According to Forrester, high-performing organizations invest 23% more in market development funds (MDFs) than low-growth organizations.
So, does investing more money in partnerships mean you’ll get better revenue growth? Not necessarily. In order to become one of the top channel programs with the highest returns, you must consider what drives a higher return on investment (ROI).
Let’s explore what those high-ROI moves are and how to make them. But first, let’s get on the same page about the idea of MDF.
What is MDF?
Market development funds (MDF) (incorrectly called “marketing development funds”) are incentives offered to partners to help them execute marketing or sales actions that drive better sales performance.
These partners include independent resellers, distributors, ISVs, IHVs, VARs, OEMs, etc. MDF is one way you can encourage these partners to improve their performance while growing your business.
“To win partner mindshare and for future growth, companies must co-innovate, co-invest and collaborate across the ecosystem.”—Accenture, April 2021
What better way to co-invest than enabling your partners to implement better quality digital marketing, local advertising, webinars, email campaigns, conferences, etc., to drive more sales?
Could You Be Killing Growth and Partner Morale With MDFs?
Accenture’s research showed that 77% of partners have more choices of providers than they did 3 years ago. How can you step up to this stronger competition for partner mindshare without a solid strategy to allocate your MDFs?
In that same report, they revealed how 89% of partners are looking for new sources of growth due to pressure from customers to deliver customized technology-driven solutions. Not only will the right MDF strategy assist partners in delivering what today’s customers need, but it will also position yours as the brand of choice when recommending solutions to their customers.

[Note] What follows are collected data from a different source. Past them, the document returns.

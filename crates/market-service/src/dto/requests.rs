//! Request DTOs for API endpoints
//!
//! All request DTOs implement `Deserialize` and `Validate` for input validation.

use serde::Deserialize;
use validator::Validate;

/// Toggle a reaction on a content item
///
/// `content_id` and `content_type` arrive as strings and are parsed into
/// domain types at the handler boundary.
#[derive(Debug, Clone, Deserialize, Validate)]
pub struct ReactRequest {
    #[validate(length(min = 1, max = 64, message = "content_id must be 1-64 characters"))]
    pub content_id: String,

    #[validate(length(min = 1, max = 32, message = "content_type is required"))]
    pub content_type: String,

    /// true removes the caller's existing reaction, false adds one
    #[serde(default)]
    pub remove: bool,
}

#[cfg(test)]
mod tests {
    use super::*;

    #[test]
    fn test_react_request_defaults_remove_to_false() {
        let req: ReactRequest =
            serde_json::from_str(r#"{"content_id": "c1", "content_type": "contract"}"#).unwrap();
        assert_eq!(req.content_id, "c1");
        assert!(!req.remove);
        assert!(req.validate().is_ok());
    }

    #[test]
    fn test_react_request_validation() {
        let req = ReactRequest {
            content_id: String::new(),
            content_type: "contract".to_string(),
            remove: false,
        };
        assert!(req.validate().is_err());

        let req = ReactRequest {
            content_id: "a".repeat(65),
            content_type: "contract".to_string(),
            remove: false,
        };
        assert!(req.validate().is_err());
    }
}
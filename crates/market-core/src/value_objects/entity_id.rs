//! Entity ID - opaque string identifier shared by all stored objects
//!
//! The upstream data store keys rows by short random base-62 strings rather
//! than sequential integers, so ids are treated as opaque text everywhere.

use rand::distributions::Alphanumeric;
use rand::Rng;
use serde::{Deserialize, Deserializer, Serialize, Serializer};
use std::fmt;

/// Length of generated ids
const GENERATED_ID_LEN: usize = 12;

/// Maximum accepted id length when parsing external input
const MAX_ID_LEN: usize = 64;

/// Opaque string identifier for users, contracts, comments, reactions, and notifications
#[derive(Debug, Clone, PartialEq, Eq, PartialOrd, Ord, Hash)]
pub struct EntityId(String);

impl EntityId {
    /// Create an EntityId from a trusted string (e.g. a database row)
    #[inline]
    pub fn new(id: impl Into<String>) -> Self {
        Self(id.into())
    }

    /// Generate a new random base-62 id
    pub fn random() -> Self {
        let id: String = rand::thread_rng()
            .sample_iter(&Alphanumeric)
            .take(GENERATED_ID_LEN)
            .map(char::from)
            .collect();
        Self(id)
    }

    /// Get the id as a string slice
    #[inline]
    pub fn as_str(&self) -> &str {
        &self.0
    }

    /// Consume the id, returning the inner string
    #[inline]
    pub fn into_inner(self) -> String {
        self.0
    }

    /// Parse and validate an id from external input
    ///
    /// Accepts 1-64 characters from `[A-Za-z0-9_-]`.
    pub fn parse(s: &str) -> Result<Self, EntityIdParseError> {
        if s.is_empty() || s.len() > MAX_ID_LEN {
            return Err(EntityIdParseError::InvalidLength);
        }
        if !s
            .bytes()
            .all(|b| b.is_ascii_alphanumeric() || b == b'_' || b == b'-')
        {
            return Err(EntityIdParseError::InvalidCharacter);
        }
        Ok(Self(s.to_string()))
    }
}

/// Error when parsing an EntityId from external input
#[derive(Debug, Clone, Copy, PartialEq, Eq, thiserror::Error)]
pub enum EntityIdParseError {
    #[error("id must be 1-64 characters")]
    InvalidLength,
    #[error("id contains invalid characters")]
    InvalidCharacter,
}

impl fmt::Display for EntityId {
    fn fmt(&self, f: &mut fmt::Formatter<'_>) -> fmt::Result {
        write!(f, "{}", self.0)
    }
}

impl std::str::FromStr for EntityId {
    type Err = EntityIdParseError;

    fn from_str(s: &str) -> Result<Self, Self::Err> {
        EntityId::parse(s)
    }
}

impl AsRef<str> for EntityId {
    fn as_ref(&self) -> &str {
        &self.0
    }
}

impl Serialize for EntityId {
    fn serialize<S>(&self, serializer: S) -> Result<S::Ok, S::Error>
    where
        S: Serializer,
    {
        serializer.serialize_str(&self.0)
    }
}

impl<'de> Deserialize<'de> for EntityId {
    fn deserialize<D>(deserializer: D) -> Result<Self, D::Error>
    where
        D: Deserializer<'de>,
    {
        let s = String::deserialize(deserializer)?;
        EntityId::parse(&s).map_err(serde::de::Error::custom)
    }
}
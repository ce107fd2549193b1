//! Repository traits (ports) for the persistence layer

mod repositories;

pub use repositories::{
    CommentRepository, ContractRepository, NotificationQuery, NotificationRepository,
    ReactionRepository, RepoResult, UserRepository,
};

But is providing MDFs sufficient in meeting your channel goals? No. There needs to be a careful execution of fund allocation to avoid:
- Wasting funds
- Stagnating growth
- Treating partners unfairly, and
- Dropping morale across the channel
So, what’s the best way to go about allocating your market development funds? Let’s dive into a straightforward step-by-step process.
5 Steps to Design an MDF Program for the Best Results
1. Figure out your funding structure
There is no one-size-fits-all structure for your MDF program. What works for one partner may not work for the other. So wouldn’t it make perfect sense to tailor your MDF strategy to specific partners/partner personas?

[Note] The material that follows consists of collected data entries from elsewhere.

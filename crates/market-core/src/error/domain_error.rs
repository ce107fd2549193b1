//! Domain errors - error types for the domain layer

use thiserror::Error;

use crate::value_objects::{ContentType, EntityId};

/// Domain layer errors
#[derive(Debug, Error)]
pub enum DomainError {
    // =========================================================================
    // Not Found Errors
    // =========================================================================
    #[error("User not found: {0}")]
    UserNotFound(EntityId),

    #[error("Contract not found: {0}")]
    ContractNotFound(EntityId),

    #[error("Comment not found: {0}")]
    CommentNotFound(EntityId),

    #[error("Notification not found: {0}")]
    NotificationNotFound(EntityId),

    #[error("{content_type} not found: {content_id}")]
    ContentNotFound {
        content_type: ContentType,
        content_id: EntityId,
    },

    // =========================================================================
    // Validation Errors
    // =========================================================================
    #[error("Validation error: {0}")]
    ValidationError(String),

    #[error("Invalid id: {0}")]
    InvalidEntityId(String),

    #[error("Invalid content type: {0}")]
    InvalidContentType(String),

    #[error("Invalid reaction kind: {0}")]
    InvalidReactionKind(String),

    // =========================================================================
    // Conflict Errors
    // =========================================================================
    #[error("Reaction already exists")]
    ReactionAlreadyExists,

    // =========================================================================
    // Infrastructure Errors (wrapped)
    // =========================================================================
    #[error("Database error: {0}")]
    DatabaseError(String),

    #[error("Cache error: {0}")]
    CacheError(String),

    #[error("Internal error: {0}")]
    InternalError(String),
}

impl DomainError {
    /// Get an error code string for API responses
    pub fn code(&self) -> &'static str {
        match self {
            // Not Found
            Self::UserNotFound(_) => "UNKNOWN_USER",
            Self::ContractNotFound(_) => "UNKNOWN_CONTRACT",
            Self::CommentNotFound(_) => "UNKNOWN_COMMENT",
            Self::NotificationNotFound(_) => "UNKNOWN_NOTIFICATION",
            Self::ContentNotFound { .. } => "UNKNOWN_CONTENT",

            // Validation
            Self::ValidationError(_) => "VALIDATION_ERROR",
            Self::InvalidEntityId(_) => "INVALID_ID",
            Self::InvalidContentType(_) => "INVALID_CONTENT_TYPE",
            Self::InvalidReactionKind(_) => "INVALID_REACTION_KIND",

            // Conflict
            Self::ReactionAlreadyExists => "REACTION_ALREADY_EXISTS",

            // Infrastructure
            Self::DatabaseError(_) => "DATABASE_ERROR",
            Self::CacheError(_) => "CACHE_ERROR",
            Self::InternalError(_) => "INTERNAL_ERROR",
        }
    }

    /// Check if this is a "not found" error
    pub fn is_not_found(&self) -> bool {
        matches!(
            self,
            Self::UserNotFound(_)
                | Self::ContractNotFound(_)
                | Self::CommentNotFound(_)
                | Self::NotificationNotFound(_)
                | Self::ContentNotFound { .. }
        )
    }

    /// Check if this is a validation error
    pub fn is_validation(&self) -> bool {
        matches!(
            self,
            Self::ValidationError(_)
                | Self::InvalidEntityId(_)
                | Self::InvalidContentType(_)
                | Self::InvalidReactionKind(_)
        )
    }

    /// Check if this is a conflict error
    pub fn is_conflict(&self) -> bool {
        matches!(self, Self::ReactionAlreadyExists)
    }
}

Think about your partners’ needs, co-building and co-selling strategies, and other sales and marketing activities necessary to meet sales goals. Then, develop several fund allocation structures that balance overall partner investment versus investments in individual partners.

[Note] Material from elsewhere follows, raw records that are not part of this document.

//! Comment entity <-> model mapper

use market_core::{Comment, EntityId};

use crate::models::CommentModel;

impl From<CommentModel> for Comment {
    fn from(model: CommentModel) -> Self {
        Comment {
            id: EntityId::new(model.id),
            contract_id: EntityId::new(model.contract_id),
            user_id: EntityId::new(model.user_id),
            text: model.text,
            created_time: model.created_time,
        }
    }
}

Finally, decide on the structure that presents the best ROI for each of your partnership models.
2. Map out your MDF goals
What do you intend to achieve when you send out MDFs? Are those goals consistent with your business goals as well as your partner’s? First of all, without a goal, there isn’t any performance to monitor. Also, your partners will not be excited about achieving the goals you’ve set if it doesn’t directly benefit them.
For this step, you need to get to know your partners. What do they want to achieve? What do they expect from their providers/vendors? Are they satisfied with your current strategy and priorities? Align what you learn with goals (and micro-goals) that push your business forward.
3. Design your MDF budget
Your MDF budget will depend on your goals and business model for that financial year. But how would you design an MDF budget for allocation? What activities deserve the most attention? Which partners should take the bigger slice of the pie?
And how will you disburse these funds? On an accrual model or business case model? These questions need answers before you launch.
4. Create a partner qualification process
It’s a fact that not every partner deserves these funds. But how do you know which? Is there a pre-qualification process in place to assess your partners? And how can you do it in the smartest way that doesn’t hurt your relationship with them?
This is where partner performance data comes in. First, are you measuring the right metrics? Aim for the metrics that directly drive your goals for your MDF strategy. Use that to shortlist some candidates for MDF allocation.
Allow these partners to apply for MDFs. This application should outline
- What marketing and sales activities they want funds for
- What results they expect when these are funded, and
- How can this benefit your partnership
...as well as other requirements, such as “Have you completed our product training?”
5. Track ROI
For the previous steps, you needed to access historical data to properly assess and pre-qualify partners for MDFs. If this is your first time running a market development funding program, this is an opportunity to have all the data you need.
When your program goes live, start measuring partners' participation, engagement, and results. You’ll want an objective method to analyze performance. These will be KPIs that you and your partners agree on. Set up partnership check-points, measure goals vs actual performance, meeting cadence, etc.
What marketing activities brought in the most revenue? What partners showed exemplary initiative in driving sales? How well did partners utilize resources as a whole?
Do you really need to invest more? Or do you need to invest intelligently?
Partners need help to grow their business and your partnership. Therefore, it is important to find ways for collaborating, co-investing, tracking results, and continuously pivoting based on market data.